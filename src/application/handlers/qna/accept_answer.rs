//! AcceptAnswerHandler - Command handler for marking the accepted answer.

use std::sync::Arc;

use crate::domain::foundation::{
    AnswerId, CommandMetadata, EventEnvelope, EventId, QuestionId, Timestamp,
};
use crate::domain::qna::{AcceptanceChange, AnswerAccepted, QnaError};
use crate::ports::{AcceptancePolicy, CommunityBackend, EventPublisher, QuestionRepository};

/// Command to accept an answer on a question.
#[derive(Debug, Clone)]
pub struct AcceptAnswerCommand {
    pub question_id: QuestionId,
    pub answer_id: AnswerId,
}

/// Result of an accept.
#[derive(Debug, Clone)]
pub struct AcceptAnswerResult {
    pub change: AcceptanceChange,
    /// `None` when the answer was already accepted.
    pub event: Option<AnswerAccepted>,
}

/// Handler for accepting answers.
///
/// The previous acceptance is cleared in the same step, so a thread never
/// shows two accepted answers.
pub struct AcceptAnswerHandler {
    repository: Arc<dyn QuestionRepository>,
    backend: Arc<dyn CommunityBackend>,
    policy: Arc<dyn AcceptancePolicy>,
    event_publisher: Arc<dyn EventPublisher>,
}

impl AcceptAnswerHandler {
    pub fn new(
        repository: Arc<dyn QuestionRepository>,
        backend: Arc<dyn CommunityBackend>,
        policy: Arc<dyn AcceptancePolicy>,
        event_publisher: Arc<dyn EventPublisher>,
    ) -> Self {
        Self {
            repository,
            backend,
            policy,
            event_publisher,
        }
    }

    pub async fn handle(
        &self,
        cmd: AcceptAnswerCommand,
        metadata: CommandMetadata,
    ) -> Result<AcceptAnswerResult, QnaError> {
        // 1. Load thread
        let mut thread = self
            .repository
            .find_thread(&cmd.question_id)
            .await?
            .ok_or_else(|| QnaError::question_not_found(cmd.question_id))?;
        let snapshot = thread.clone();

        // 2. Authorize and apply
        let capability = self.policy.capability(&metadata.user_id, thread.question());
        let change = thread.accept_answer(cmd.answer_id, capability)?;
        if change.is_noop() {
            return Ok(AcceptAnswerResult { change, event: None });
        }
        self.repository.save_thread(&thread).await?;

        // 3. Confirm with the backend, restoring the previous acceptance on failure
        if let Err(err) = self
            .backend
            .submit_accepted_answer(cmd.question_id, cmd.answer_id)
            .await
        {
            tracing::warn!(
                question_id = %cmd.question_id,
                answer_id = %cmd.answer_id,
                error = %err,
                "accept rejected, reverting"
            );
            self.repository.save_thread(&snapshot).await?;
            return Err(err.into());
        }

        tracing::info!(
            question_id = %cmd.question_id,
            answer_id = %cmd.answer_id,
            previously_accepted = ?change.previously_accepted,
            "answer accepted"
        );

        // 4. Publish event
        let event = AnswerAccepted {
            event_id: EventId::new(),
            question_id: cmd.question_id,
            answer_id: cmd.answer_id,
            previously_accepted: change.previously_accepted,
            accepted_by: metadata.user_id.clone(),
            accepted_at: Timestamp::now(),
        };
        let envelope = metadata.stamp(EventEnvelope::from_event(&event)?);
        self.event_publisher.publish(envelope).await?;

        Ok(AcceptAnswerResult {
            change,
            event: Some(event),
        })
    }
}
//! State machine trait for UI-state enums.
//!
//! Draft panels and the profile editor are small finite-state machines.
//! Each status enum lists its legal transitions here and gets validated
//! transitions for free.

use super::ValidationError;

/// Trait for status enums that represent state machines.
///
/// # Example
///
/// ```ignore
/// impl StateMachine for DraftStatus {
///     fn can_transition_to(&self, target: &Self) -> bool {
///         matches!((self, target), (Closed, Open) | (Open, Closed))
///     }
///
///     fn valid_transitions(&self) -> Vec<Self> {
///         match self {
///             Closed => vec![Open],
///             Open => vec![Closed],
///         }
///     }
/// }
///
/// let status = DraftStatus::Closed.transition_to(DraftStatus::Open)?;
/// ```
pub trait StateMachine: Sized + Copy + PartialEq + std::fmt::Debug {
    /// Returns true if transition from self to target is valid.
    fn can_transition_to(&self, target: &Self) -> bool;

    /// Returns all valid target states from current state.
    fn valid_transitions(&self) -> Vec<Self>;

    /// Performs transition with validation, returning error if invalid.
    fn transition_to(&self, target: Self) -> Result<Self, ValidationError> {
        if self.can_transition_to(&target) {
            Ok(target)
        } else {
            Err(ValidationError::invalid_format(
                "state_transition",
                format!("Cannot transition from {:?} to {:?}", self, target),
            ))
        }
    }
}
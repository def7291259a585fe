//! Answer record.

use serde::{Deserialize, Serialize};

use super::Author;
use crate::domain::foundation::{AnswerId, DomainError, QuestionId, Timestamp, ValidationError};
use crate::domain::voting::{Votable, VotableItem, VoteTally};

/// An answer to a question.
///
/// Owned by exactly one question (`question_id`). The accepted flag is only
/// changed through `QuestionThread`, which keeps at most one answer accepted.
#[derive(Debug, Clone, PartialEq, Eq, Serialize, Deserialize)]
pub struct Answer {
    id: AnswerId,
    question_id: QuestionId,
    author: Author,
    content: String,
    #[serde(default)]
    tally: VoteTally,
    #[serde(default)]
    is_accepted: bool,
    #[serde(default)]
    comment_count: u32,
    #[serde(default)]
    is_authored_by_current_user: bool,
    created_at: Timestamp,
}

impl Answer {
    /// Creates a new, unaccepted answer.
    ///
    /// # Errors
    ///
    /// - `ValidationFailed` if content is blank
    pub fn new(
        id: AnswerId,
        question_id: QuestionId,
        author: Author,
        content: impl Into<String>,
    ) -> Result<Self, DomainError> {
        let content = content.into();
        if content.trim().is_empty() {
            return Err(ValidationError::empty_field("content").into());
        }

        Ok(Self {
            id,
            question_id,
            author,
            content,
            tally: VoteTally::default(),
            is_accepted: false,
            comment_count: 0,
            is_authored_by_current_user: false,
            created_at: Timestamp::now(),
        })
    }

    /// Builder: seed vote tally and comment count.
    pub fn with_counters(mut self, tally: VoteTally, comments: u32) -> Self {
        self.tally = tally;
        self.comment_count = comments;
        self
    }

    /// Builder: set the creation time.
    pub fn with_created_at(mut self, created_at: Timestamp) -> Self {
        self.created_at = created_at;
        self
    }

    /// Builder: mark as the accepted solution. `QuestionThread::from_parts`
    /// still enforces that at most one answer carries the flag.
    pub fn accepted(mut self, accepted: bool) -> Self {
        self.is_accepted = accepted;
        self
    }

    /// Builder: mark as written by the current user.
    pub fn authored_by_current_user(mut self) -> Self {
        self.is_authored_by_current_user = true;
        self
    }

    pub fn id(&self) -> &AnswerId {
        &self.id
    }

    pub fn question_id(&self) -> &QuestionId {
        &self.question_id
    }

    pub fn author(&self) -> &Author {
        &self.author
    }

    pub fn content(&self) -> &str {
        &self.content
    }

    pub fn is_accepted(&self) -> bool {
        self.is_accepted
    }

    pub fn comment_count(&self) -> u32 {
        self.comment_count
    }

    pub fn is_authored_by_current_user(&self) -> bool {
        self.is_authored_by_current_user
    }

    pub fn created_at(&self) -> &Timestamp {
        &self.created_at
    }

    /// Replaces the comment count with a backend-confirmed value.
    pub fn reconcile_comments(&mut self, comment_count: u32) {
        self.comment_count = comment_count;
    }

    pub(crate) fn set_accepted(&mut self, accepted: bool) {
        self.is_accepted = accepted;
    }
}

impl Votable for Answer {
    fn votable_item(&self) -> VotableItem {
        VotableItem::Answer(self.id)
    }

    fn tally(&self) -> VoteTally {
        self.tally
    }

    fn set_tally(&mut self, tally: VoteTally) {
        self.tally = tally;
    }
}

*What needs to be done*. Lines above holding "DomainError": give their count, nothing more.

*Solution to the problem*. 2